> _Problem requirements_:
Starting with the first line and ending with the line that holds "const THR: u16", repeat the material exactly.

START Materials provided

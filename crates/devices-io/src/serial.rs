//! 16550-compatible UART model that records every transmitted byte.

use std::sync::{Arc, Mutex};

use serde::{Deserialize, Serialize};

use crate::IoDevice;

/// Number of ports a UART decodes.
pub const UART_SPAN: u16 = 8;

const THR: u16 = 0; // transmit holding / divisor latch low
const IER: u16 = 1; // interrupt enable / divisor latch high
const FCR: u16 = 2; // FIFO control (write), IIR (read)
const LCR: u16 = 3;
const MCR: u16 = 4;
const LSR: u16 = 5;
const MSR: u16 = 6;
const SCR: u16 = 7;

const LCR_DLAB: u8 = 1 << 7;
const MCR_LOOP: u8 = 1 << 4;
const LSR_THRE: u8 = 1 << 5;
const LSR_TEMT: u8 = 1 << 6;

#[derive(Debug, Clone, Copy, PartialEq, Eq, Serialize, Deserialize)]
pub enum ComPort { Com1, Com2, Com3, Com4 }

impl ComPort {
    pub fn base(self) -> u16 {
        match self {
            ComPort::Com1 => 0x3F8,
            ComPort::Com2 => 0x2F8,
            ComPort::Com3 => 0x3E8,
            ComPort::Com4 => 0x2E8,
        }
    }
}

impl std::fmt::Display for ComPort {
    fn fmt(&self, f: &mut std::fmt::Formatter<'_>) -> std::fmt::Result {
        let n = match self { ComPort::Com1 => 1, ComPort::Com2 => 2, ComPort::Com3 => 3, ComPort::Com4 => 4 };
        write!(f, "COM{n}")
    }
}

/// Register writes that bring a UART up at 38400 baud, 8N1, FIFOs enabled.
pub fn init_sequence(base: u16) -> [(u16, u8); 7] {
    [
        (base + IER, 0x00),
        (base + LCR, LCR_DLAB),
        (base + THR, 0x03),
        (base + IER, 0x00),
        (base + LCR, 0x03),
        (base + FCR, 0xC7),
        (base + MCR, 0x0B),
    ]
}

/// Shared view of the bytes a UART has transmitted.
#[derive(Debug, Clone, Default)]
pub struct SerialCapture(Arc<Mutex<Vec<u8>>>);

impl SerialCapture {
    pub fn new() -> Self { Self::default() }

    fn push(&self, byte: u8) {
        if let Ok(mut buf) = self.0.lock() { buf.push(byte); }
    }

    pub fn contents(&self) -> Vec<u8> {
        self.0.lock().map(|buf| buf.clone()).unwrap_or_default()
    }
}

#[derive(Debug, Default)]
pub struct Uart16550 {
    ier: u8,
    lcr: u8,
    mcr: u8,
    scr: u8,
    fcr: u8,
    divisor: u16,
    loopback_rx: Option<u8>,
    capture: SerialCapture,
}

impl Uart16550 {
    pub fn new(capture: SerialCapture) -> Self { Self { capture, ..Self::default() } }

    fn dlab(&self) -> bool { self.lcr & LCR_DLAB != 0 }
}

impl IoDevice for Uart16550 {
    fn read(&mut self, offset: u16) -> u8 {
        match offset {
            THR if self.dlab() => (self.divisor & 0xFF) as u8,
            THR => self.loopback_rx.take().unwrap_or(0),
            IER if self.dlab() => (self.divisor >> 8) as u8,
            IER => self.ier,
            FCR => 0x01 | if self.fcr & 1 != 0 { 0xC0 } else { 0 },
            LCR => self.lcr,
            MCR => self.mcr,
            LSR => LSR_THRE | LSR_TEMT | self.loopback_rx.is_some() as u8,
            MSR => 0,
            SCR => self.scr,
            _ => 0xFF,
        }
    }

    fn write(&mut self, offset: u16, val: u8) {
        match offset {
            THR if self.dlab() => self.divisor = (self.divisor & 0xFF00) | val as u16,
            THR if self.mcr & MCR_LOOP != 0 => self.loopback_rx = Some(val),
            THR => {
                log::trace!("uart tx {val:#04x}");
                self.capture.push(val);
            }
            IER if self.dlab() => self.divisor = (self.divisor & 0x00FF) | ((val as u16) << 8),
            IER => self.ier = val & 0x0F,
            FCR => self.fcr = val,
            LCR => self.lcr = val,
            MCR => self.mcr = val & 0x1F,
            SCR => self.scr = val,
            _ => {}
        }
    }
}

#[cfg(test)]
mod tests {
    use super::*;
    use crate::IoBus;

    #[test]
    fn init_sequence_programs_divisor_and_line() {
        let capture = SerialCapture::new();
        let mut bus = IoBus::new();
        bus.map(ComPort::Com3.base(), UART_SPAN, Box::new(Uart16550::new(capture.clone()))).unwrap();
        for (port, val) in init_sequence(ComPort::Com3.base()) {
            bus.outb(port, val).unwrap();
        }
        assert_eq!(bus.inb(0x3EB).unwrap(), 0x03);
        // divisor writes went to the latch, not the transmitter
        assert!(capture.contents().is_empty());
        bus.outb(0x3E8, b'x').unwrap();
        assert_eq!(capture.contents(), b"x");
        assert_ne!(bus.inb(0x3ED).unwrap() & LSR_THRE, 0);
    }

    #[test]
    fn loopback_does_not_transmit() {
        let capture = SerialCapture::new();
        let mut uart = Uart16550::new(capture.clone());
        uart.write(MCR, MCR_LOOP);
        uart.write(THR, 0x55);
        assert_eq!(uart.read(LSR) & 1, 1);
        assert_eq!(uart.read(THR), 0x55);
        assert!(capture.contents().is_empty());
    }

    #[test]
    fn com_port_numbering() {
        assert_eq!(ComPort::Com3.base(), 0x3E8);
        assert_eq!(ComPort::Com2.base(), 0x2F8);
        assert_eq!(ComPort::Com4.to_string(), "COM4");
    }
}
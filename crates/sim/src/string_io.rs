//! REP OUTS.

use arch_core::exceptions::Exception;
use arch_core::segments::SegReg;
use arch_core::Width;
use mmu::paging::Access;

use crate::machine::SimMachine;

impl SimMachine {
    /// Moves `count` elements from `segment:offset` to `port`, one element
    /// per iteration with ESI advancing by the element size (DF clear).
    ///
    /// Each element is checked against the segment limit and translated
    /// byte by byte, so an element may straddle a page boundary. A fault
    /// stops the transfer after the elements already written.
    pub(crate) fn rep_outs(&mut self, port: u16, width: Width, segment: SegReg, offset: u32, count: u32) -> Result<u32, Exception> {
        let size = width.bytes();
        let (_, cache) = self.segs.get(segment);
        let access = Access { write: false, user: self.cpl() == 3 };
        for i in 0..count {
            let esi = offset.wrapping_add(i * size);
            let lin = cache.check(segment, esi, size, false).inspect_err(|e| {
                log::warn!("rep outs stopped after {i} elements: {e}");
            })?;
            let mut buf = [0u8; 4];
            self.read_linear(lin, &mut buf[..size as usize], access)?;
            let written = match width {
                Width::W8 => self.bus.outb(port, buf[0]),
                Width::W16 => self.bus.outw(port, u16::from_le_bytes([buf[0], buf[1]])),
                Width::W32 => self.bus.outl(port, u32::from_le_bytes(buf)),
            };
            if let Err(err) = written {
                // nothing decodes the port; the write is lost as on real hardware
                log::trace!("{err}");
            }
        }
        Ok(count)
    }
}
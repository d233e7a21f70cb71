use std::path::PathBuf;

use anyhow::{bail, Context, Result};
use clap::{Parser, Subcommand};
use harness::{HarnessConfig, Registry, Runner};
use sim::{SimConfig, SimMachine};

#[derive(Parser, Debug)]
#[command(name = "hvprobe", version, about = "Probe privileged x86 behavior with self-restoring test cases", long_about = None)]
struct Cli {
    #[command(subcommand)]
    cmd: Cmd,
}

#[derive(Subcommand, Debug)]
enum Cmd {
    /// List the registered cases.
    List,
    /// Run the suite, or one case, on the simulated machine.
    Run {
        /// Name of a single case to run.
        #[arg(long)]
        case: Option<String>,
        /// Override the number of work-pool pages.
        #[arg(long)]
        work_pages: Option<u32>,
        /// JSON harness configuration.
        #[arg(long)]
        config: Option<PathBuf>,
        /// Write the suite report as JSON here.
        #[arg(long)]
        json: Option<PathBuf>,
        /// Print what the test UART received.
        #[arg(long)]
        show_serial: bool,
    },
}

fn load_config(path: Option<&PathBuf>) -> Result<HarnessConfig> {
    let Some(path) = path else { return Ok(HarnessConfig::default()) };
    let text = std::fs::read_to_string(path).with_context(|| format!("reading {}", path.display()))?;
    HarnessConfig::from_json(&text).with_context(|| format!("parsing {}", path.display()))
}

fn main() -> Result<()> {
    env_logger::init();
    let cli = Cli::parse();
    let registry = Registry::builtin()?;
    match cli.cmd {
        Cmd::List => {
            for case in registry.iter() {
                println!("{}\n    {}", case.name, case.description);
            }
        }
        Cmd::Run { case, work_pages, config, json, show_serial } => {
            let mut config = load_config(config.as_ref())?;
            if let Some(pages) = work_pages {
                config.work_pool_pages = pages;
            }
            log::debug!("harness config {}", serde_json::to_string(&config)?);

            let mut machine = SimMachine::boot(&SimConfig::default())?;
            let suite = Runner::new(&mut machine, &config)?.run_all(&registry, case.as_deref())?;
            suite.print_summary();
            if let Some(path) = json {
                suite.write_json(&path).with_context(|| format!("writing {}", path.display()))?;
            }
            if show_serial {
                let port = harness::cases::rep_outs::TEST_PORT;
                let out = machine.serial_output(port.base());
                println!("{port}: {}", String::from_utf8_lossy(&out));
            }
            for fault in machine.faults() {
                log::warn!("machine recorded {} fault: {}", fault.op, fault.exception);
            }
            if suite.failures() > 0 {
                bail!("{} of {} cases failed", suite.failures(), suite.cases.len());
            }
        }
    }
    Ok(())
}
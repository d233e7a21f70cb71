use arch_core::memory::Memory;
use arch_core::segments::{DescriptorTableReg, SegmentSelector, SystemType, DESCRIPTOR_SIZE};
use serde::{Deserialize, Serialize};

use crate::TableError;

pub const IDT_ENTRIES: usize = 256;

/// 32-bit interrupt gate.
#[derive(Debug, Clone, Copy, Default, PartialEq, Eq, Serialize, Deserialize)]
pub struct InterruptGate {
    pub offset: u32,
    pub selector: SegmentSelector,
    pub dpl: u8,
    pub present: bool,
}

impl InterruptGate {
    pub fn new(selector: SegmentSelector, offset: u32, dpl: u8) -> Self {
        Self { offset, selector, dpl: dpl & 0x3, present: true }
    }

    pub fn encode(&self) -> [u8; 8] {
        let access = SystemType::InterruptGate32.type_bits() | (self.dpl << 5) | ((self.present as u8) << 7);
        let [o0, o1, o2, o3] = self.offset.to_le_bytes();
        let [s0, s1] = self.selector.0.to_le_bytes();
        [o0, o1, s0, s1, 0, access, o2, o3]
    }
}

#[derive(Debug, Clone)]
pub struct InterruptTable {
    base: u32,
    gates: Vec<InterruptGate>,
}

impl InterruptTable {
    /// A full table whose vector `n` enters at `stubs + n * stride` through
    /// `selector`.
    pub fn with_stubs(base: u32, selector: SegmentSelector, stubs: u32, stride: u32) -> Result<Self, TableError> {
        if base % DESCRIPTOR_SIZE != 0 { return Err(TableError::Misaligned(base)); }
        let gates = (0..IDT_ENTRIES as u32)
            .map(|n| InterruptGate::new(selector, stubs.wrapping_add(n * stride), 0))
            .collect();
        Ok(Self { base, gates })
    }

    pub fn register(&self) -> DescriptorTableReg { DescriptorTableReg::for_entries(self.base, self.gates.len()) }

    pub fn commit(&self, mem: &mut dyn Memory) -> Result<(), TableError> {
        let raw: Vec<u8> = self.gates.iter().flat_map(|g| g.encode()).collect();
        mem.write(self.base as u64, &raw)?;
        log::debug!("idt committed at {:#x}", self.base);
        Ok(())
    }
}

#[cfg(test)]
mod tests {
    use super::*;
    use arch_core::memory::FlatMem;

    #[test]
    fn gate_layout() {
        let g = InterruptGate::new(SegmentSelector(0x08), 0x1234_5678, 0);
        assert_eq!(g.encode(), [0x78, 0x56, 0x08, 0x00, 0x00, 0x8E, 0x34, 0x12]);
        let user = InterruptGate::new(SegmentSelector(0x08), 0, 3);
        assert_eq!(user.encode()[5], 0xEE);
    }

    #[test]
    fn full_table_register_and_commit() {
        let mut mem = FlatMem::new(0x2000);
        let idt = InterruptTable::with_stubs(0x800, SegmentSelector(0x08), 0x10_0000, 16).unwrap();
        idt.commit(&mut mem).unwrap();
        assert_eq!(idt.register().limit, 0x7FF);
        let mut raw = [0u8; 8];
        // vector 2 points 32 bytes into the stubs
        mem.read(0x800 + 2 * 8, &mut raw).unwrap();
        assert_eq!(raw, [0x20, 0x00, 0x08, 0x00, 0x00, 0x8E, 0x10, 0x00]);
        mem.read(0x800 + 0xFF * 8, &mut raw).unwrap();
        assert_eq!(raw[0..2], [0xF0, 0x0F]);
    }
}
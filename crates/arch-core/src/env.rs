//! Architecture accessors.
//!
//! Every setter is a single register transfer and returns nothing: the harness
//! treats register restore as infallible once it holds a valid snapshot. An
//! implementation that can observe a fault on a setter (the simulator can)
//! records it on its own side.

use crate::control::{Cr0, Cr3, Cr4};
use crate::exceptions::Exception;
use crate::memory::Memory;
use crate::ops::{OpOutcome, PrivilegedOp};
use crate::segments::{DescriptorTableReg, SegReg, SegmentSelector};

pub trait ArchState {
    fn gdtr(&self) -> DescriptorTableReg;
    fn set_gdtr(&mut self, gdtr: DescriptorTableReg);

    fn idtr(&self) -> DescriptorTableReg;
    fn set_idtr(&mut self, idtr: DescriptorTableReg);

    fn task_register(&self) -> SegmentSelector;
    fn set_task_register(&mut self, sel: SegmentSelector);

    fn cr0(&self) -> Cr0;
    fn set_cr0(&mut self, cr0: Cr0);

    fn cr3(&self) -> Cr3;
    fn set_cr3(&mut self, cr3: Cr3);

    fn cr4(&self) -> Cr4;
    fn set_cr4(&mut self, cr4: Cr4);

    fn selector(&self, seg: SegReg) -> SegmentSelector;
    fn set_selector(&mut self, seg: SegReg, sel: SegmentSelector);

    fn paging_enabled(&self) -> bool { self.cr0().contains(Cr0::PG) }

    fn enable_paging(&mut self) {
        let cr0 = self.cr0();
        self.set_cr0(cr0 | Cr0::PG);
    }

    fn disable_paging(&mut self) {
        let cr0 = self.cr0();
        self.set_cr0(cr0 - Cr0::PG);
    }
}

pub trait ArchCapability {
    fn execute(&mut self, op: PrivilegedOp) -> Result<OpOutcome, Exception>;
}

/// The live machine a test case runs against.
pub trait ActiveEnvironment: ArchState + ArchCapability {
    /// Physical memory, addressed without translation.
    fn memory(&mut self) -> &mut dyn Memory;

    /// Brings up the UART at `port` so it can be the target of port I/O.
    fn init_serial(&mut self, port: u16);
}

END Materials provided

> _Solved problem_:
filename crates/devices-io/src/serial.rs
//! 16550-compatible UART model that records every transmitted byte.

use std::sync::{Arc, Mutex};

use serde::{Deserialize, Serialize};

use crate::IoDevice;

/// Number of ports a UART decodes.
pub const UART_SPAN: u16 = 8;

const THR: u16 = 0; // transmit holding / divisor latch low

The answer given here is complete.